Embattled Huawei Calls for Trust and Transparency Through Common Cybersecurity Standards

The Huawei Technologies Co. logo in an exhibition hall at the company's headquarters in Shenzhen, China. Photo: Giulia Marchi/Bloomberg

Espionage suspicions and criminal charges have been buzzing around Huawei Technologies Co. Ltd., which threatens to hamper the Chinese telecom giant's plans to be a worldwide player in 5G wireless technology. 

And so it was noteworthy, and perhaps a bit unsurprising, when Huawei deputy chairman Ken Hu stood before an audience gathered Tuesday in Brussels and made a pitch for transparency and trust by calling on governments, regulators and other stakeholders to collaborate and create common cybersecurity standards.

Hu seems to have said the right things, according to U.S.-based cybersecurity experts. But what he’s calling for is a lot like a plea for world peace, said Bruce Schneier, a security technologist and a special adviser to IBM Security.

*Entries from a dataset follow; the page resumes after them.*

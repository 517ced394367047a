//! # Shared Test Utilities
//!
//! A recording, scriptable [`TableStore`] double used by the integration
//! tests across the workspace. Tests can program specific calls to fail
//! and then assert on the exact call sequence and staged rows the code
//! under test produced.

use async_trait::async_trait;
use buyback::{Record, StoreError, TableStore};
use std::sync::{Arc, Mutex};

/// One recorded call against the mock store, in call order.
#[derive(Debug, Clone)]
pub enum StoreCall {
    Select { table: String },
    Insert { table: String, count: usize },
    Upsert { table: String, on_conflict: String, count: usize },
    Update { table: String, filters: Vec<(String, String)> },
    Delete { table: String, filters: Vec<(String, String)> },
    Rpc { function: String },
}

/// An in-memory [`TableStore`] with scripted failure points.
#[derive(Debug, Clone, Default)]
pub struct MockTableStore {
    calls: Arc<Mutex<Vec<StoreCall>>>,
    staged: Arc<Mutex<Vec<Record>>>,
    select_rows: Arc<Mutex<Vec<Record>>>,
    insert_calls_seen: Arc<Mutex<usize>>,
    fail_insert_call: Arc<Mutex<Option<usize>>>,
    fail_delete: Arc<Mutex<bool>>,
    fail_rpc: Arc<Mutex<bool>>,
    fail_select: Arc<Mutex<bool>>,
}

impl MockTableStore {
    pub fn new() -> Self {
        Self::default()
    }

    /// Makes the Nth insert call (0-based) fail with a store rejection.
    pub fn fail_insert_call(&self, index: usize) {
        *self.fail_insert_call.lock().unwrap() = Some(index);
    }

    pub fn fail_delete(&self) {
        *self.fail_delete.lock().unwrap() = true;
    }

    pub fn fail_rpc(&self) {
        *self.fail_rpc.lock().unwrap() = true;
    }

    pub fn fail_select(&self) {
        *self.fail_select.lock().unwrap() = true;
    }

    /// Pre-programs the rows every `select` call returns.
    pub fn set_select_rows(&self, rows: Vec<Record>) {
        *self.select_rows.lock().unwrap() = rows;
    }

    pub fn calls(&self) -> Vec<StoreCall> {
        self.calls.lock().unwrap().clone()
    }

    pub fn staged_rows(&self) -> Vec<Record> {
        self.staged.lock().unwrap().clone()
    }

    pub fn staged_row_count(&self) -> usize {
        self.staged.lock().unwrap().len()
    }

    fn record(&self, call: StoreCall) {
        self.calls.lock().unwrap().push(call);
    }

    fn rejection(reason: &str) -> StoreError {
        StoreError::Rejected {
            status: 500,
            message: reason.to_string(),
        }
    }
}

#[async_trait]
impl TableStore for MockTableStore {
    async fn select(
        &self,
        table: &str,
        _query: &[(String, String)],
    ) -> Result<Vec<Record>, StoreError> {
        self.record(StoreCall::Select {
            table: table.to_string(),
        });
        if *self.fail_select.lock().unwrap() {
            return Err(Self::rejection("forced select failure"));
        }
        Ok(self.select_rows.lock().unwrap().clone())
    }

    async fn insert(&self, table: &str, rows: &[Record]) -> Result<(), StoreError> {
        self.record(StoreCall::Insert {
            table: table.to_string(),
            count: rows.len(),
        });
        let index = {
            let mut seen = self.insert_calls_seen.lock().unwrap();
            let index = *seen;
            *seen += 1;
            index
        };
        if *self.fail_insert_call.lock().unwrap() == Some(index) {
            return Err(Self::rejection("forced insert failure"));
        }
        self.staged.lock().unwrap().extend(rows.iter().cloned());
        Ok(())
    }

    async fn upsert(
        &self,
        table: &str,
        rows: &[Record],
        on_conflict: &str,
    ) -> Result<(), StoreError> {
        self.record(StoreCall::Upsert {
            table: table.to_string(),
            on_conflict: on_conflict.to_string(),
            count: rows.len(),
        });
        self.staged.lock().unwrap().extend(rows.iter().cloned());
        Ok(())
    }

    async fn update(
        &self,
        table: &str,
        filters: &[(String, String)],
        patch: &Record,
    ) -> Result<Vec<Record>, StoreError> {
        self.record(StoreCall::Update {
            table: table.to_string(),
            filters: filters.to_vec(),
        });
        Ok(vec![patch.clone()])
    }

    async fn delete(&self, table: &str, filters: &[(String, String)]) -> Result<(), StoreError> {
        self.record(StoreCall::Delete {
            table: table.to_string(),
            filters: filters.to_vec(),
        });
        if *self.fail_delete.lock().unwrap() {
            return Err(Self::rejection("forced delete failure"));
        }
        self.staged.lock().unwrap().clear();
        Ok(())
    }

    async fn rpc(&self, function: &str) -> Result<(), StoreError> {
        self.record(StoreCall::Rpc {
            function: function.to_string(),
        });
        if *self.fail_rpc.lock().unwrap() {
            return Err(Self::rejection("forced procedure failure"));
        }
        Ok(())
    }
}
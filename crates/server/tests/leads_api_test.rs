//! Integration tests for the lead list, inline edits, deletes, and the
//! CSV export endpoint.

mod common;

use anyhow::Result;
use buyback_test_utils::StoreCall;
use common::TestApp;
use serde_json::{json, Value};

const LEAD_ID: &str = "9b2c6d1e-3f4a-4b5c-8d6e-7f8091a2b3c4";

#[tokio::test]
async fn test_lead_list_hits_the_leads_table() -> Result<()> {
    let app = TestApp::spawn().await;
    let lead = json!({"id": LEAD_ID, "model": "iPhone 12", "status": "new"});
    app.store
        .set_select_rows(vec![lead.as_object().unwrap().clone()]);

    let response = app
        .client
        .get(app.url("/admin/leads?q=iphone&method=ship&voucher=no"))
        .send()
        .await?;

    assert!(response.status().is_success());
    let rows: Vec<Value> = response.json().await?;
    assert_eq!(rows[0]["status"], json!("new"));
    assert!(matches!(
        &app.store.calls()[0],
        StoreCall::Select { table } if table == "buyback_leads"
    ));

    Ok(())
}

#[tokio::test]
async fn test_lead_patch_updates_status_and_price() -> Result<()> {
    let app = TestApp::spawn().await;

    let response = app
        .client
        .patch(app.url(&format!("/admin/leads/{LEAD_ID}")))
        .json(&json!({"status": "done", "final_price_eur": "123,45"}))
        .send()
        .await?;

    assert!(response.status().is_success());
    let body: Value = response.json().await?;
    assert_eq!(body["ok"], json!(true));
    assert_eq!(body["lead"]["status"], json!("done"));
    assert_eq!(body["lead"]["final_price_cents"], json!(12345));
    assert!(body["lead"]["updated_at"].is_string());

    let calls = app.store.calls();
    let StoreCall::Update { table, filters } = &calls[0] else {
        panic!("expected an update call");
    };
    assert_eq!(table, "buyback_leads");
    assert_eq!(filters, &[("id".to_string(), format!("eq.{LEAD_ID}"))]);

    Ok(())
}

#[tokio::test]
async fn test_lead_patch_rejects_bad_input() -> Result<()> {
    let app = TestApp::spawn().await;

    // Malformed id.
    let response = app
        .client
        .patch(app.url("/admin/leads/not-a-uuid"))
        .json(&json!({"status": "done"}))
        .send()
        .await?;
    assert_eq!(response.status().as_u16(), 400);

    // Unknown status.
    let response = app
        .client
        .patch(app.url(&format!("/admin/leads/{LEAD_ID}")))
        .json(&json!({"status": "lost"}))
        .send()
        .await?;
    assert_eq!(response.status().as_u16(), 400);

    // Unparseable price.
    let response = app
        .client
        .patch(app.url(&format!("/admin/leads/{LEAD_ID}")))
        .json(&json!({"final_price_eur": "abc"}))
        .send()
        .await?;
    assert_eq!(response.status().as_u16(), 400);

    // Nothing to change.
    let response = app
        .client
        .patch(app.url(&format!("/admin/leads/{LEAD_ID}")))
        .json(&json!({}))
        .send()
        .await?;
    assert_eq!(response.status().as_u16(), 400);

    assert!(app.store.calls().is_empty());

    Ok(())
}

#[tokio::test]
async fn test_lead_delete_requires_a_uuid() -> Result<()> {
    let app = TestApp::spawn().await;

    let response = app
        .client
        .delete(app.url("/admin/leads/1;drop"))
        .send()
        .await?;
    assert_eq!(response.status().as_u16(), 400);
    assert!(app.store.calls().is_empty());

    let response = app
        .client
        .delete(app.url(&format!("/admin/leads/{LEAD_ID}")))
        .send()
        .await?;
    assert!(response.status().is_success());

    let calls = app.store.calls();
    let StoreCall::Delete { table, filters } = &calls[0] else {
        panic!("expected a delete call");
    };
    assert_eq!(table, "buyback_leads");
    assert_eq!(filters, &[("id".to_string(), format!("eq.{LEAD_ID}"))]);

    Ok(())
}

#[tokio::test]
async fn test_lead_events_are_listed_for_a_lead() -> Result<()> {
    let app = TestApp::spawn().await;
    let event = json!({
        "lead_id": LEAD_ID,
        "event": "status_changed",
        "created_at": "2026-08-01T10:00:00Z"
    });
    app.store
        .set_select_rows(vec![event.as_object().unwrap().clone()]);

    let response = app
        .client
        .get(app.url(&format!("/admin/leads/{LEAD_ID}/events")))
        .send()
        .await?;

    assert!(response.status().is_success());
    let rows: Vec<Value> = response.json().await?;
    assert_eq!(rows[0]["event"], json!("status_changed"));
    assert!(matches!(
        &app.store.calls()[0],
        StoreCall::Select { table } if table == "buyback_lead_events"
    ));

    Ok(())
}

#[tokio::test]
async fn test_lead_events_require_a_uuid() -> Result<()> {
    let app = TestApp::spawn().await;

    let response = app
        .client
        .get(app.url("/admin/leads/not-a-uuid/events"))
        .send()
        .await?;

    assert_eq!(response.status().as_u16(), 400);
    assert!(app.store.calls().is_empty());

    Ok(())
}

#[tokio::test]
async fn test_lead_export_masks_ibans_and_serves_csv() -> Result<()> {
    let app = TestApp::spawn().await;
    let lead = json!({
        "created_at": "2026-01-05T10:00:00Z",
        "model": "iPhone 12",
        "capacity_gb": 128,
        "base_price_cents": 45_000,
        "wants_voucher": false,
        "iban": "BE71 0961 2345 6769",
        "id": LEAD_ID
    });
    app.store
        .set_select_rows(vec![lead.as_object().unwrap().clone()]);

    let response = app
        .client
        .get(app.url("/admin/leads/export"))
        .send()
        .await?;

    assert!(response.status().is_success());
    let content_type = response
        .headers()
        .get("content-type")
        .and_then(|value| value.to_str().ok())
        .unwrap_or_default()
        .to_string();
    assert!(content_type.starts_with("text/csv"));
    assert!(response.headers().get("content-disposition").is_none());

    let body = response.text().await?;
    assert!(body.starts_with("created_at,source,model"));
    assert!(body.contains("BE71************6769"));
    assert!(!body.contains("0961 2345"));

    Ok(())
}

#[tokio::test]
async fn test_lead_export_handles_multibyte_account_values() -> Result<()> {
    let app = TestApp::spawn().await;
    let lead = json!({
        "created_at": "2026-01-05T10:00:00Z",
        "model": "iPhone 12",
        "iban": "€€71 0961 2345 6769",
        "id": LEAD_ID
    });
    app.store
        .set_select_rows(vec![lead.as_object().unwrap().clone()]);

    let response = app
        .client
        .get(app.url("/admin/leads/export"))
        .send()
        .await?;

    assert!(response.status().is_success());
    let body = response.text().await?;
    assert!(body.contains("€€71************6769"));

    Ok(())
}

#[tokio::test]
async fn test_lead_export_download_sets_attachment_header() -> Result<()> {
    let app = TestApp::spawn().await;

    let response = app
        .client
        .get(app.url("/admin/leads/export?download=1"))
        .send()
        .await?;

    assert!(response.status().is_success());
    let disposition = response
        .headers()
        .get("content-disposition")
        .and_then(|value| value.to_str().ok())
        .unwrap_or_default();
    assert!(disposition.contains("attachment"));
    assert!(disposition.contains("buyback-leads.csv"));

    Ok(())
}

#[tokio::test]
async fn test_lead_export_propagates_store_failures() -> Result<()> {
    let app = TestApp::spawn().await;
    app.store.fail_select();

    let response = app
        .client
        .get(app.url("/admin/leads/export"))
        .send()
        .await?;

    assert_eq!(response.status().as_u16(), 502);
    let body: Value = response.json().await?;
    assert_eq!(body["ok"], json!(false));

    Ok(())
}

“So, yeah, of course we should have peace. But what exactly does that mean?” Schneier said. “The devil is in the details.”

Hu spoke during the opening ceremony of Huawei’s Cyber Security Transparency Centre, which the company said will be open to customers and independent organizations seeking to test Huawei’s products and software “according to industry-recognized cyber security standards and best practices.”

During his speech, Hu applauded the European Union’s General Data Protection Regulation, saying he believed “European regulators are on track to lead the international community in terms of cyber security standards and regulatory mechanisms.” He added that transparency and trust should be based on facts that can be verified under common standards.

Huawei stated in a news release that developments in information and communication tech “are posing unprecedented challenges” related to cybersecurity, and the “lack of consensus on cyber security, technical standards, verification systems, and legislative support further exacerbates these challenges.”

Hu told the audience in Brussels that a system of common cybersecurity standards would serve as “an effective model to build trust for the digital era."

David Katz, a partner at Adams and Reese in Atlanta who specializes in cybersecurity, privacy and data protection, agreed that common standards are needed, otherwise “there’s always a risk that there will be disagreement about what is acceptable.”

But he noted that the various stakeholders will likely have different ideas about best practices for security. He also wondered how a unified standards system would keep pace with cybersecurity threats that are constantly changing and evolving.

"In principle, it makes sense," he said. "But unless there's some sort of centralized authority that can maintain the standard globally, there are going to be challenges in creating some uniformity."